Mr Jeffery said that the Facebook example was covered under facilitating.

Adv Nel asked what the court’s view would be if it dealt with legislation that provided for “directly and indirectly” and then all was suddenly confronted with a Bill where the legislator had removed “indirectly”. This could be interpreted as meaning that the legislature no longer wanted intermediaries to be covered. He pleaded that there should be consistency across all the legislation.

Mr Jeffery repeated that intermediaries were already covered under conduct facilitating or involvement. This was not in the original Bill, but was a new NPA proposal, and he was not sure that it was correct to create a crime when it was not certain what that crime would entail. He reiterated that the Palermo Protocol did not provide for “indirect” actions.

Adv Nel maintained his view that there was nothing wrong with the provision, and said the Committee had to be consistent.

Mr Jeffery said that the provisions in POCA were intended to address corruption. The NPA proposal amounted to a “blunt club”, as the provision was meaningless. In addition the anti-terrorism and corruption legislation was not consistent with the proposal from the NPA.

Adv Nel read out from a Supreme Court of Appeal (SCA) decision, where it was stated that the Court agreed “that …the definition of proceeds of unlawful activities in Section 1(1) includes benefits received directly or indirectly, which in its ordinary meaning includes benefits obtained indirectly through another person or entity”.

Mr Jeffery said that the case referred to a benefit, which could indeed be indirectly received.

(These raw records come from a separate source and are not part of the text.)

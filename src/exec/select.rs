use super::error::ExecResult;
use super::predicate::Predicate;
use super::tuple::Tuple;
use super::Operator;

/// Selection: pulls from its child until a tuple satisfies the predicate
pub struct Selection {
    child: Box<dyn Operator>,
    predicate: Predicate,
}

impl Selection {
    pub fn new(child: Box<dyn Operator>, predicate: Predicate) -> Self {
        Self { child, predicate }
    }
}

impl Operator for Selection {
    fn open(&mut self) -> ExecResult<()> {
        self.child.open()
    }

    fn next(&mut self) -> ExecResult<Option<Tuple>> {
        while let Some(tuple) = self.child.next()? {
            if self.predicate.matches(&tuple) {
                return Ok(Some(tuple));
            }
        }
        Ok(None)
    }

    fn close(&mut self) -> ExecResult<()> {
        self.child.close()
    }
}
use crate::file::PageId;

/// Slot identifier within a page
pub type SlotId = usize;

/// Record identifier: the (page, slot) pair locating a row within a file.
/// Stable for the life of the file; rows are never moved or deleted.
#[derive(Debug, Clone, Copy, PartialEq, Eq, Hash)]
pub struct Rid {
    pub page_id: PageId,
    pub slot_id: SlotId,
}

impl Rid {
    pub fn new(page_id: PageId, slot_id: SlotId) -> Self {
        Self { page_id, slot_id }
    }
}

The NPA’s proposal, however, referred to an “indirect” commission of an act. He insisted that the NPA, in order to persuade the Committee, would have to come with a relevant example that showed an act being committed indirectly.

Mr Swart said that the Committee should flag this issue until the NPA could come up with an example.

Ms Schäfer suggested that if necessary, the words “directly or indirectly could be added after the reference to giving or receiving payments, under (i) and (j)

Mr Jeffery felt strongly that “directly or indirectly” should be removed, and then the proposal from Ms Schäfer could be adopted under (i) and (j).  He still maintained that the NPA must provide further motivation. Until that was provided, the Committee should not revisit the issue.

The Chairperson agreed.

Mr Bassett asked if the Committee would not want 4(2) to be a separate penalty offence, as it dealt with forced marriages and adoptions.

Ms Schäfer said that this could be flagged. Bearing in mind that the Bill dealt with trafficking, a forced marriage would have to be in relation to trafficking.

Clause 5
Mr Jeffery said that mens rea (intention) was a requirement for any crime including a statutory crime.

Mr Bassett said that word “intentional” was used often in legislation such as POCA, the Rome Statute, and the Criminal Procedure Act (CPA).

Mr Jeffery said that he would withdraw that comment, as it was also in the introduced Bill.

Adv Nel suggested that the word “intentional” should be removed, as it was not used in similar legislation.

Mr Swart said that the word had been inserted in other legislation, as it referred to a very specific intent. This might, however, be more difficult to prove than the more general mens rea and the question was whether it was desirable.

Mr Jeffery said that one had to intentionally engage in conduct, and it was not possible to inadvertently engage in this conduct. Nothing would be lost if the provision remained as it was.

The Chairperson agreed that this would not be altered.

Clause 9
Mr Bassett said that the clause now read: “A carrier, which transports a person within or across the borders of the Republic, and which knows that the person is a victim of trafficking or ought reasonably to have known that the person is a victim of trafficking, is guilty of an offence”.

Mr Jeffery said that he was happy with clause 9(1) save that the word “which” should read “who”.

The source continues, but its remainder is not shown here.